## Assigned task
Starting at the line below holding "self.seek_request.store(frame, Ordering::SeqCst);" and stopping at the line holding "side: the seek", print every line exactly, both ends included, and leave the rest out.

## Given records
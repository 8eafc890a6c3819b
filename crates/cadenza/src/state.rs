
use std::sync::atomic::{AtomicU32, AtomicU64, Ordering};

use parking_lot::Mutex;

use crate::decoder::Decoder;

pub(crate) const CLAIMED: u32 = 1 << 0;
pub(crate) const DECODING_STARTED: u32 = 1 << 1;
pub(crate) const DECODING_FINISHED: u32 = 1 << 2;
pub(crate) const RENDERING_STARTED: u32 = 1 << 3;
pub(crate) const RENDERING_FINISHED: u32 = 1 << 4;
pub(crate) const CANCEL_DECODING: u32 = 1 << 5;

/// `seek_request` value meaning no seek is pending.
pub(crate) const NO_SEEK_REQUEST: u64 = u64::MAX;
/// `timestamp` value meaning the slot's segment has not been written
/// to the ring yet.
pub(crate) const NO_TIMESTAMP: u64 = u64::MAX;

/**
The state of one live decoder.

Slots are allocated once and live for the lifetime of the engine. An
empty slot has `flags == 0`; the decode thread claims one with a
compare-exchange to `CLAIMED` and the collector releases it by storing
zero last, after tearing the rest of the slot down. Everything that
crosses threads is atomic; the decoder handle itself sits behind a
mutex that only the decode thread (while decoding) and the collector
(at teardown) ever lock, so the render callback stays lock-free.

Counter model: `frames_decoded` is the absolute source-frame position
of the decode side. The ring-timeline counters describe the slot's
current *segment*, the run of frames written since the decoder was
claimed or last repositioned: `timestamp` is the ring write position
where the segment began, `frames_written` how many canonical frames of
it entered the ring, `frames_rendered` how many of those the render
callback has consumed. A seek starts a new segment with `seek_base`
recording the source frame it maps to.
*/
pub(crate) struct DecoderState {
	flags: AtomicU32,
	sequence: AtomicU64,
	sample_rate: AtomicU32,
	channel_count: AtomicU32,
	total_frames: AtomicU64,
	frames_decoded: AtomicU64,
	seek_base: AtomicU64,
	timestamp: AtomicU64,
	frames_written: AtomicU64,
	frames_rendered: AtomicU64,
	seek_request: AtomicU64,
	pub decoder: Mutex<Option<Box<dyn Decoder>>>,
}

impl DecoderState {
	#[must_use]
	pub fn new() -> Self {
		Self {
			flags: AtomicU32::new(0),
			sequence: AtomicU64::new(0),
			sample_rate: AtomicU32::new(0),
			channel_count: AtomicU32::new(0),
			total_frames: AtomicU64::new(0),
			frames_decoded: AtomicU64::new(0),
			seek_base: AtomicU64::new(0),
			timestamp: AtomicU64::new(NO_TIMESTAMP),
			frames_written: AtomicU64::new(0),
			frames_rendered: AtomicU64::new(0),
			seek_request: AtomicU64::new(NO_SEEK_REQUEST),
			decoder: Mutex::new(None),
		}
	}

	/// Claims an empty slot for `decoder`. Returns whether the claim
	/// won; on success the slot metadata is published before any other
	/// thread can observe a lifecycle flag.
	pub fn try_claim(&self, decoder: Box<dyn Decoder>, sequence: u64) -> bool {
		if self
			.flags
			.compare_exchange(0, CLAIMED, Ordering::SeqCst, Ordering::SeqCst)
			.is_err()
		{
			return false;
		}
		let format = decoder.format();
		self.sequence.store(sequence, Ordering::SeqCst);
		self.sample_rate.store(format.sample_rate, Ordering::SeqCst);
		self.channel_count
			.store(format.channel_count as u32, Ordering::SeqCst);
		self.total_frames
			.store(decoder.total_frames(), Ordering::SeqCst);
		self.frames_decoded.store(0, Ordering::SeqCst);
		self.seek_base.store(0, Ordering::SeqCst);
		self.timestamp.store(NO_TIMESTAMP, Ordering::SeqCst);
		self.frames_written.store(0, Ordering::SeqCst);
		self.frames_rendered.store(0, Ordering::SeqCst);
		self.seek_request.store(NO_SEEK_REQUEST, Ordering::SeqCst);
		*self.decoder.lock() = Some(decoder);
		true
	}

	/// Tears the slot down and makes it claimable again. Collector
	/// only; the decoder handle must already have been taken out.
	pub fn release(&self) {
		self.sequence.store(0, Ordering::SeqCst);
		self.sample_rate.store(0, Ordering::SeqCst);
		self.channel_count.store(0, Ordering::SeqCst);
		self.total_frames.store(0, Ordering::SeqCst);
		self.frames_decoded.store(0, Ordering::SeqCst);
		self.seek_base.store(0, Ordering::SeqCst);
		self.timestamp.store(NO_TIMESTAMP, Ordering::SeqCst);
		self.frames_written.store(0, Ordering::SeqCst);
		self.frames_rendered.store(0, Ordering::SeqCst);
		self.seek_request.store(NO_SEEK_REQUEST, Ordering::SeqCst);
		self.flags.store(0, Ordering::SeqCst);
	}

	#[must_use]
	pub fn is_claimed(&self) -> bool {
		self.flags.load(Ordering::SeqCst) & CLAIMED != 0
	}

	#[must_use]
	pub fn has_flags(&self, mask: u32) -> bool {
		self.flags.load(Ordering::SeqCst) & mask == mask
	}

	pub fn set_flags(&self, mask: u32) {
		self.flags.fetch_or(mask, Ordering::SeqCst);
	}

	pub fn clear_flags(&self, mask: u32) {
		self.flags.fetch_and(!mask, Ordering::SeqCst);
	}

	/// Sets `mask` and returns whether it was already fully set.
	pub fn test_and_set_flags(&self, mask: u32) -> bool {
		self.flags.fetch_or(mask, Ordering::SeqCst) & mask == mask
	}

	/// Sets `mask` only while the slot is still claimed, so a slot the
	/// collector releases concurrently is never left with stray flags
	/// (a nonzero flag word would make it unclaimable).
	pub fn set_flags_if_claimed(&self, mask: u32) -> bool {
		let mut flags = self.flags.load(Ordering::SeqCst);
		loop {
			if flags & CLAIMED == 0 {
				return false;
			}
			match self.flags.compare_exchange(
				flags,
				flags | mask,
				Ordering::SeqCst,
				Ordering::SeqCst,
			) {
				Ok(_) => return true,
				Err(current) => flags = current,
			}
		}
	}

	#[must_use]
	pub fn sequence(&self) -> u64 {
		self.sequence.load(Ordering::SeqCst)
	}

	#[must_use]
	pub fn sample_rate(&self) -> u32 {
		self.sample_rate.load(Ordering::SeqCst)
	}

	#[must_use]
	pub fn channel_count(&self) -> usize {
		self.channel_count.load(Ordering::SeqCst) as usize
	}

	#[must_use]
	pub fn total_frames(&self) -> u64 {
		self.total_frames.load(Ordering::SeqCst)
	}

	#[must_use]
	pub fn frames_decoded(&self) -> u64 {
		self.frames_decoded.load(Ordering::SeqCst)
	}

	pub fn set_frames_decoded(&self, frames: u64) {
		self.frames_decoded.store(frames, Ordering::SeqCst);
	}

	pub fn add_frames_decoded(&self, frames: u64) {
		self.frames_decoded.fetch_add(frames, Ordering::SeqCst);
	}

	#[must_use]
	pub fn seek_base(&self) -> u64 {
		self.seek_base.load(Ordering::SeqCst)
	}

	#[must_use]
	pub fn timestamp(&self) -> u64 {
		self.timestamp.load(Ordering::SeqCst)
	}

	#[must_use]
	pub fn frames_written(&self) -> u64 {
		self.frames_written.load(Ordering::SeqCst)
	}

	pub fn add_frames_written(&self, frames: u64) {
		self.frames_written.fetch_add(frames, Ordering::SeqCst);
	}

	#[must_use]
	pub fn frames_rendered(&self) -> u64 {
		self.frames_rendered.load(Ordering::SeqCst)
	}

	pub fn add_frames_rendered(&self, frames: u64) {
		self.frames_rendered.fetch_add(frames, Ordering::SeqCst);
	}

	pub fn request_seek(&self, frame: u64) {
		self.seek_request.store(frame, Ordering::SeqCst);
	}

	#[must_use]
	pub fn has_seek_request(&self) -> bool {
		self.seek_request.load(Ordering::SeqCst) != NO_SEEK_REQUEST
	}

	/// Claims a pending seek request, if any. Decode thread only.
	#[must_use]
	pub fn take_seek_request(&self) -> Option<u64> {
		let request = self.seek_request.swap(NO_SEEK_REQUEST, Ordering::SeqCst);
		(request != NO_SEEK_REQUEST).then_some(request)
	}

	/// Starts a new ring segment at `timestamp` mapping to source frame
	/// `base`. Called by the decode thread while the ring is quiescent.
	pub fn begin_segment(&self, timestamp: u64, base: u64) {
		self.seek_base.store(base, Ordering::SeqCst);
		self.timestamp.store(timestamp, Ordering::SeqCst);
		self.frames_written.store(0, Ordering::SeqCst);
		self.frames_rendered.store(0, Ordering::SeqCst);
	}

	/// Rolls a read-ahead slot back to the beginning of its source so
	/// it can be re-decoded after a seek invalidated its ring segment.
	pub fn reset_for_restart(&self) {
		self.frames_decoded.store(0, Ordering::SeqCst);
		self.seek_base.store(0, Ordering::SeqCst);
		self.timestamp.store(NO_TIMESTAMP, Ordering::SeqCst);
		self.frames_written.store(0, Ordering::SeqCst);
		self.frames_rendered.store(0, Ordering::SeqCst);
		self.clear_flags(DECODING_STARTED | DECODING_FINISHED | RENDERING_STARTED);
	}

	/// The absolute source-frame position of the render side: the seek
	/// base plus the rendered span of the current segment, scaled from
	/// the ring timeline back to the source rate.
	#[must_use]
	pub fn playback_position(&self, canonical_sample_rate: u32) -> u64 {
		let rendered = self.frames_rendered.load(Ordering::SeqCst);
		let source_rate = self.sample_rate.load(Ordering::SeqCst);
		let base = self.seek_base.load(Ordering::SeqCst);
		if source_rate == 0 || canonical_sample_rate == 0 || source_rate == canonical_sample_rate {
			return base + rendered;
		}
		base + (rendered as u128 * source_rate as u128 / canonical_sample_rate as u128) as u64
	}
}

## Finished exercise
		self.seek_request.store(frame, Ordering::SeqCst);
	}

	#[must_use]
	pub fn has_seek_request(&self) -> bool {
		self.seek_request.load(Ordering::SeqCst) != NO_SEEK_REQUEST
	}

	/// Claims a pending seek request, if any. Decode thread only.
	#[must_use]
	pub fn take_seek_request(&self) -> Option<u64> {
		let request = self.seek_request.swap(NO_SEEK_REQUEST, Ordering::SeqCst);
		(request != NO_SEEK_REQUEST).then_some(request)
	}

	/// Starts a new ring segment at `timestamp` mapping to source frame
	/// `base`. Called by the decode thread while the ring is quiescent.
	pub fn begin_segment(&self, timestamp: u64, base: u64) {
		self.seek_base.store(base, Ordering::SeqCst);
		self.timestamp.store(timestamp, Ordering::SeqCst);
		self.frames_written.store(0, Ordering::SeqCst);
		self.frames_rendered.store(0, Ordering::SeqCst);
	}

	/// Rolls a read-ahead slot back to the beginning of its source so
	/// it can be re-decoded after a seek invalidated its ring segment.
	pub fn reset_for_restart(&self) {
		self.frames_decoded.store(0, Ordering::SeqCst);
		self.seek_base.store(0, Ordering::SeqCst);
		self.timestamp.store(NO_TIMESTAMP, Ordering::SeqCst);
		self.frames_written.store(0, Ordering::SeqCst);
		self.frames_rendered.store(0, Ordering::SeqCst);
		self.clear_flags(DECODING_STARTED | DECODING_FINISHED | RENDERING_STARTED);
	}

	/// The absolute source-frame position of the render side: the seek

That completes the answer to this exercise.